__PROBLEM REQUIREMENTS__: Only one portion of the data is to be written out: from the line bearing "assert_eq!(EntityType::parse(t.as_str()), Some(t));" through the line bearing "state.scheduler.debounce(key, move |generation|". Write it exactly as it appears.

* * * * *

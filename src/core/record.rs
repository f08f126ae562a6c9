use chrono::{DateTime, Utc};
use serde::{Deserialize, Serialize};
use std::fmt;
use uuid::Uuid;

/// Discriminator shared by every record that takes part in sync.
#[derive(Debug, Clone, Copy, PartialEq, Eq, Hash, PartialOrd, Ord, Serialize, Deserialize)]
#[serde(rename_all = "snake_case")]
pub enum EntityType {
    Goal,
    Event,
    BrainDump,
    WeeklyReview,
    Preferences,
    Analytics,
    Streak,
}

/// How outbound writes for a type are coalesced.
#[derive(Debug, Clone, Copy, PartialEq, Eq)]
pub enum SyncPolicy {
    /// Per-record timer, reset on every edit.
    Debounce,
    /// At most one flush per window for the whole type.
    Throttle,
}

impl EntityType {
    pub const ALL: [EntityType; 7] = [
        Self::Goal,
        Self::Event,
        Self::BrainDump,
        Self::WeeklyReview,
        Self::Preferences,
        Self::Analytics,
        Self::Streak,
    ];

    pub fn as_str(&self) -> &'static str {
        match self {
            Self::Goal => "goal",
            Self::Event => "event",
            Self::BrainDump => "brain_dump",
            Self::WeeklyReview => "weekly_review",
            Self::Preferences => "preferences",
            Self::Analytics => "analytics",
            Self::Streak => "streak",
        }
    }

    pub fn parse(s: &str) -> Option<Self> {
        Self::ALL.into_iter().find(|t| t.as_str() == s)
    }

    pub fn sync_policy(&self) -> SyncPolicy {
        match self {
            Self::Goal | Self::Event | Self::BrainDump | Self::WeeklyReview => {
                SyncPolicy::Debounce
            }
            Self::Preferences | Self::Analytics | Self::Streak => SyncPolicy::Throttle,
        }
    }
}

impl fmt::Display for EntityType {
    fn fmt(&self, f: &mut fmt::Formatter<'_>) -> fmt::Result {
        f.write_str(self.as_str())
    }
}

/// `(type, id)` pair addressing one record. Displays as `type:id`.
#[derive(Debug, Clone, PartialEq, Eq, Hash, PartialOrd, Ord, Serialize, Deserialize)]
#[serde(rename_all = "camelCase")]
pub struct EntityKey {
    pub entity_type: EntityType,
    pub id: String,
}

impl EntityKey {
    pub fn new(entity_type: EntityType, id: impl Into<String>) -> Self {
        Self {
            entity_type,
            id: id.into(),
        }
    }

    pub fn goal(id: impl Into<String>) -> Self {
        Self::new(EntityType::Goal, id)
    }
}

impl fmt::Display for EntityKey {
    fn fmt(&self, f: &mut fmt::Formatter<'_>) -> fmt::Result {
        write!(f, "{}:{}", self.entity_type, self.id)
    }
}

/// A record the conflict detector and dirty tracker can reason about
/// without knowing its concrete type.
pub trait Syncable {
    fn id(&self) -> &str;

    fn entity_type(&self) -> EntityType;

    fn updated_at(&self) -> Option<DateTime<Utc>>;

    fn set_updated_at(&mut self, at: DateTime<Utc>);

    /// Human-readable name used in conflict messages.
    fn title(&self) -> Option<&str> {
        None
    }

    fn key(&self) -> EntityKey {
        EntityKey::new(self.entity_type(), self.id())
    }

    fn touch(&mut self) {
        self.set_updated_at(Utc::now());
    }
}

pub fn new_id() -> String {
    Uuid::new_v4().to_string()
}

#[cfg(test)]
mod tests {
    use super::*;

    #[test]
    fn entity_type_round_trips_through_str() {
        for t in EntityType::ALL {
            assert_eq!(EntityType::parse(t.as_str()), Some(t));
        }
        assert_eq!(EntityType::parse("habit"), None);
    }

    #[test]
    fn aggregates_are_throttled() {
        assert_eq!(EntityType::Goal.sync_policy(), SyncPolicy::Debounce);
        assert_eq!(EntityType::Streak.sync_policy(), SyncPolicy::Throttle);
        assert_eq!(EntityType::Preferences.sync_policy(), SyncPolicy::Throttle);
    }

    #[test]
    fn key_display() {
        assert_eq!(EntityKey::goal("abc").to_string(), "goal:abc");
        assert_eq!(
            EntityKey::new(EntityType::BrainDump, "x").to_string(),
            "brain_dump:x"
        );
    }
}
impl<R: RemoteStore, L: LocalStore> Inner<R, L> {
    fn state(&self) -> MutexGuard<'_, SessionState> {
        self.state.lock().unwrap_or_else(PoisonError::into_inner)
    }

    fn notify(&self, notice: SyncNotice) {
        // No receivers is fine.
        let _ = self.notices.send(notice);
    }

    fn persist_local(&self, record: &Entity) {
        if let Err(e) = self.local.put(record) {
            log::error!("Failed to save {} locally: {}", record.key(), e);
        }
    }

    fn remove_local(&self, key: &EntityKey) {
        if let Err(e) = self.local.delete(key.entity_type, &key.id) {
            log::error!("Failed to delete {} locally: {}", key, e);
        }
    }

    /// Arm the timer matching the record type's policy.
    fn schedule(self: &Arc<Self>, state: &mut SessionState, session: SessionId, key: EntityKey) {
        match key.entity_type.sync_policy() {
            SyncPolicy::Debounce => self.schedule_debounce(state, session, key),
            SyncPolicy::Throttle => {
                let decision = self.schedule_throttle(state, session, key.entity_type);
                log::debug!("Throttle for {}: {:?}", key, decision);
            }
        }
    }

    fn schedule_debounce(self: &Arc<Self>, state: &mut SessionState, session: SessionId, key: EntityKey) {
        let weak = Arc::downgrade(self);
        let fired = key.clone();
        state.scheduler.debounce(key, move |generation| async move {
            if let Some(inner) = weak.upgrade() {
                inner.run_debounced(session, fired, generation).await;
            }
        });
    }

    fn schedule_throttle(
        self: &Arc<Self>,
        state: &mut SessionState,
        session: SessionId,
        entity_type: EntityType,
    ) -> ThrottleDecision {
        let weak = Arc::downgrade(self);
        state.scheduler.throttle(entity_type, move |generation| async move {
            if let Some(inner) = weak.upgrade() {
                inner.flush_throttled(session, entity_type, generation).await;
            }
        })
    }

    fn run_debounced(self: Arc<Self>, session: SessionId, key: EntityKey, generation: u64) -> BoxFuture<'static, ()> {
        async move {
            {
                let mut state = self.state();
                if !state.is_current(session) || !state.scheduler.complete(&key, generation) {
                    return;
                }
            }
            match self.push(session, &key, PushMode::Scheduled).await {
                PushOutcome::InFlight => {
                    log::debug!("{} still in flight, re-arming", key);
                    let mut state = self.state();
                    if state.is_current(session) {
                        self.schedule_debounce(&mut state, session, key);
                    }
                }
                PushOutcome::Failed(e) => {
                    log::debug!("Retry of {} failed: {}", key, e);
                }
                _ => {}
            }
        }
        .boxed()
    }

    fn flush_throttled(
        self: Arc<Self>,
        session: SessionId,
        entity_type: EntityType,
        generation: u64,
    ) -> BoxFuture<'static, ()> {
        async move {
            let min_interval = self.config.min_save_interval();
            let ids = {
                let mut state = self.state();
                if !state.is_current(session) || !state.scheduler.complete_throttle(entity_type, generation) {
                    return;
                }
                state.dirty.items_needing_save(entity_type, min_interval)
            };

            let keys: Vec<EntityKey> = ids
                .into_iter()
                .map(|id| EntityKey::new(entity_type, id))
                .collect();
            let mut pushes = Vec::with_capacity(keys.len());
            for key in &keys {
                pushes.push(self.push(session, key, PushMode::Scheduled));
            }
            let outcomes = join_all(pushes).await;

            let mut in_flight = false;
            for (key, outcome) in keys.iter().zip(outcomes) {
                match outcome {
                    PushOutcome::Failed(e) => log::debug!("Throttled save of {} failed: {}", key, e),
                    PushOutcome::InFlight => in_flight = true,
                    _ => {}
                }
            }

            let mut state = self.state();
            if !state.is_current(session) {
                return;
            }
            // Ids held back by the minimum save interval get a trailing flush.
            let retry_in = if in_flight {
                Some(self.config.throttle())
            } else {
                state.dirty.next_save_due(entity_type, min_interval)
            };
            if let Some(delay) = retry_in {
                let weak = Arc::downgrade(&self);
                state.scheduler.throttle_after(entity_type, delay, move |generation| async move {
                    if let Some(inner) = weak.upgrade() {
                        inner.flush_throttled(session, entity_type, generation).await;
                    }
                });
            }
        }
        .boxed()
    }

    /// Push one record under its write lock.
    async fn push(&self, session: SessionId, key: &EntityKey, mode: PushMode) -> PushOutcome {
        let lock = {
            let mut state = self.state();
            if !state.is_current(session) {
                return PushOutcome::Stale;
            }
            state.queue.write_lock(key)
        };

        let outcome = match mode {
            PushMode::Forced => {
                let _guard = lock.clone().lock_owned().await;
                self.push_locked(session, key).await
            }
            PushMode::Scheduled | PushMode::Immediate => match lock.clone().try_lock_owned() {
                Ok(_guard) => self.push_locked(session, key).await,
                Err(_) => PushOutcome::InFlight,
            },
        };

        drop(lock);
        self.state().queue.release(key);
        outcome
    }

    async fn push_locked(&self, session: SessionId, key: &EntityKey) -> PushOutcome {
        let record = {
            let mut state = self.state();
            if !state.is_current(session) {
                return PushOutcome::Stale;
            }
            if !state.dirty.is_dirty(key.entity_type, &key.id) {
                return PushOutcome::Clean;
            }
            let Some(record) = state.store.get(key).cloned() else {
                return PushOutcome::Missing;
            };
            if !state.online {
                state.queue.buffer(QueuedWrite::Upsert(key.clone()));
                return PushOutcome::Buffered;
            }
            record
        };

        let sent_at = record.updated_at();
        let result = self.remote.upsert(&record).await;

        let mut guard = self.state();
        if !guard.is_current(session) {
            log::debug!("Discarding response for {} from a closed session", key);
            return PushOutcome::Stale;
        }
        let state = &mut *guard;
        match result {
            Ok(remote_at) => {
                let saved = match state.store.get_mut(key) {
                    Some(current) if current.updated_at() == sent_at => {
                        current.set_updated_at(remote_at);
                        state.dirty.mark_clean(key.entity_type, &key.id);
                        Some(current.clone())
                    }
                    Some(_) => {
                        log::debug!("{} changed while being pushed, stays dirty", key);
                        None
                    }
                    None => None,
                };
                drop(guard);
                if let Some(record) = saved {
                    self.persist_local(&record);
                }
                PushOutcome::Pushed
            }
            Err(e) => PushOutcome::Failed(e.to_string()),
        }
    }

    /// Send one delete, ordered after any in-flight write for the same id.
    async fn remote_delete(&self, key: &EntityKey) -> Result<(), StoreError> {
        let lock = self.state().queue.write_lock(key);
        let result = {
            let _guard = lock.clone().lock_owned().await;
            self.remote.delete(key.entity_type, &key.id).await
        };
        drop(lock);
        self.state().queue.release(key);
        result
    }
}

* * * * *

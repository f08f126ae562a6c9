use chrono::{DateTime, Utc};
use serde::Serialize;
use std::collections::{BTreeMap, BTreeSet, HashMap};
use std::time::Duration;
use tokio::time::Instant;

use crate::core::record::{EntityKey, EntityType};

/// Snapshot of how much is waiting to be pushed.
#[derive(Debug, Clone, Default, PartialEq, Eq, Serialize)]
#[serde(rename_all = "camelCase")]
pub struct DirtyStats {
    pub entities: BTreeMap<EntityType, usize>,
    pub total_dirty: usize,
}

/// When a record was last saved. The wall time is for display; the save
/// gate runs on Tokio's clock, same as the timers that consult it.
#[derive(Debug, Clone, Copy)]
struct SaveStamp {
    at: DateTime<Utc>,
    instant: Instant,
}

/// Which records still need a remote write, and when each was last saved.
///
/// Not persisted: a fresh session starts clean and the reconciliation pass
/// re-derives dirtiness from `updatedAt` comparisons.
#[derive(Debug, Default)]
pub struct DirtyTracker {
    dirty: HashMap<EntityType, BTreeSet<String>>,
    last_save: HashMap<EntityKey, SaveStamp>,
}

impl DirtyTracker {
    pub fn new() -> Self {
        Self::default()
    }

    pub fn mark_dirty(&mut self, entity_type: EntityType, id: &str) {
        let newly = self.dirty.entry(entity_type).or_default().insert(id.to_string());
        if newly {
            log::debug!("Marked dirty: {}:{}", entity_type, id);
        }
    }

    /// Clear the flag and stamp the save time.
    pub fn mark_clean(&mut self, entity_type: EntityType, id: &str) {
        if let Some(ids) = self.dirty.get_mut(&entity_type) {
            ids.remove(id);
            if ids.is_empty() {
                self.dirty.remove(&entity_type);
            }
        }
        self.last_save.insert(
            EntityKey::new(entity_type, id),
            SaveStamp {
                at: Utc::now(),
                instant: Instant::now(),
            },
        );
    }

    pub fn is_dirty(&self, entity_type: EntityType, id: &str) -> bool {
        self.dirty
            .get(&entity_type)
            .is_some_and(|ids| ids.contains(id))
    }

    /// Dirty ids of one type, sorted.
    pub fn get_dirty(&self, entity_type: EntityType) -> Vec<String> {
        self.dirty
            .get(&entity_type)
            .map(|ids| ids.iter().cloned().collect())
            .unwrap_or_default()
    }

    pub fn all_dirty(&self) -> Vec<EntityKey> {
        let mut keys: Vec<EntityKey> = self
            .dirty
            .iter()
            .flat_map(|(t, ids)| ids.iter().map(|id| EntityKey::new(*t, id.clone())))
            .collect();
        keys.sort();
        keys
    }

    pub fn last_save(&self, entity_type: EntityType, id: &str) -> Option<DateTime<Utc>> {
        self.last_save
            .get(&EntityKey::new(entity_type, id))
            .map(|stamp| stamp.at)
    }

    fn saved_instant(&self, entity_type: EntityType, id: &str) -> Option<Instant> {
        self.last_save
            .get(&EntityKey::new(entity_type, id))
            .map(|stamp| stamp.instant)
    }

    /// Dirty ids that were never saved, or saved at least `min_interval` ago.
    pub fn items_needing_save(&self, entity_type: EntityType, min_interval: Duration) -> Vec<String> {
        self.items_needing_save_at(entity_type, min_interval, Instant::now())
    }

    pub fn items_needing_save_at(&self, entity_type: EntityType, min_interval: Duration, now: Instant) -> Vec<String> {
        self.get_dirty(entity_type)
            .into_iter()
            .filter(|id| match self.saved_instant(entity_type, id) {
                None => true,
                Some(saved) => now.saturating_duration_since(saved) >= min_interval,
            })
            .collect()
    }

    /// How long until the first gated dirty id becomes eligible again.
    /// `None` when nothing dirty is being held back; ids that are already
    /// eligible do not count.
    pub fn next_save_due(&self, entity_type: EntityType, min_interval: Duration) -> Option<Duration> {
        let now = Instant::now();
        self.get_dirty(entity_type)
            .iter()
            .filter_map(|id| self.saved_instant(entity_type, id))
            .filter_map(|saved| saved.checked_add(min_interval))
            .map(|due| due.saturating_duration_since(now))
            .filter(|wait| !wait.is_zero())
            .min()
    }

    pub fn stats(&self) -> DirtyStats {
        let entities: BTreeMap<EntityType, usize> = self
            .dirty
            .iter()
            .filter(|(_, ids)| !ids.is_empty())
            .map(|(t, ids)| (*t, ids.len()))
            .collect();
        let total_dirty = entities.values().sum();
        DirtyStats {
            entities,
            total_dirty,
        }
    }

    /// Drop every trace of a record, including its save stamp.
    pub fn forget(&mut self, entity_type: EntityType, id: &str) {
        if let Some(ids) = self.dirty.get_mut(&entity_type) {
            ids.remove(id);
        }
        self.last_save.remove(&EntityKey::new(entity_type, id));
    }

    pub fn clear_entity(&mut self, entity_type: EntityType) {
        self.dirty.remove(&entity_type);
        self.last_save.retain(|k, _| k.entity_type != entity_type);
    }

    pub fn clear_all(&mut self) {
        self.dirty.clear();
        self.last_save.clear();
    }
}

* * * * *

__RESULT FOR THIS EXERCISE__:
            assert_eq!(EntityType::parse(t.as_str()), Some(t));
        }
        assert_eq!(EntityType::parse("habit"), None);
    }

    #[test]
    fn aggregates_are_throttled() {
        assert_eq!(EntityType::Goal.sync_policy(), SyncPolicy::Debounce);
        assert_eq!(EntityType::Streak.sync_policy(), SyncPolicy::Throttle);
        assert_eq!(EntityType::Preferences.sync_policy(), SyncPolicy::Throttle);
    }

    #[test]
    fn key_display() {
        assert_eq!(EntityKey::goal("abc").to_string(), "goal:abc");
        assert_eq!(
            EntityKey::new(EntityType::BrainDump, "x").to_string(),
            "brain_dump:x"
        );
    }
}
impl<R: RemoteStore, L: LocalStore> Inner<R, L> {
    fn state(&self) -> MutexGuard<'_, SessionState> {
        self.state.lock().unwrap_or_else(PoisonError::into_inner)
    }

    fn notify(&self, notice: SyncNotice) {
        // No receivers is fine.
        let _ = self.notices.send(notice);
    }

    fn persist_local(&self, record: &Entity) {
        if let Err(e) = self.local.put(record) {
            log::error!("Failed to save {} locally: {}", record.key(), e);
        }
    }

    fn remove_local(&self, key: &EntityKey) {
        if let Err(e) = self.local.delete(key.entity_type, &key.id) {
            log::error!("Failed to delete {} locally: {}", key, e);
        }
    }

    /// Arm the timer matching the record type's policy.
    fn schedule(self: &Arc<Self>, state: &mut SessionState, session: SessionId, key: EntityKey) {
        match key.entity_type.sync_policy() {
            SyncPolicy::Debounce => self.schedule_debounce(state, session, key),
            SyncPolicy::Throttle => {
                let decision = self.schedule_throttle(state, session, key.entity_type);
                log::debug!("Throttle for {}: {:?}", key, decision);
            }
        }
    }

    fn schedule_debounce(self: &Arc<Self>, state: &mut SessionState, session: SessionId, key: EntityKey) {
        let weak = Arc::downgrade(self);
        let fired = key.clone();
        state.scheduler.debounce(key, move |generation| async move {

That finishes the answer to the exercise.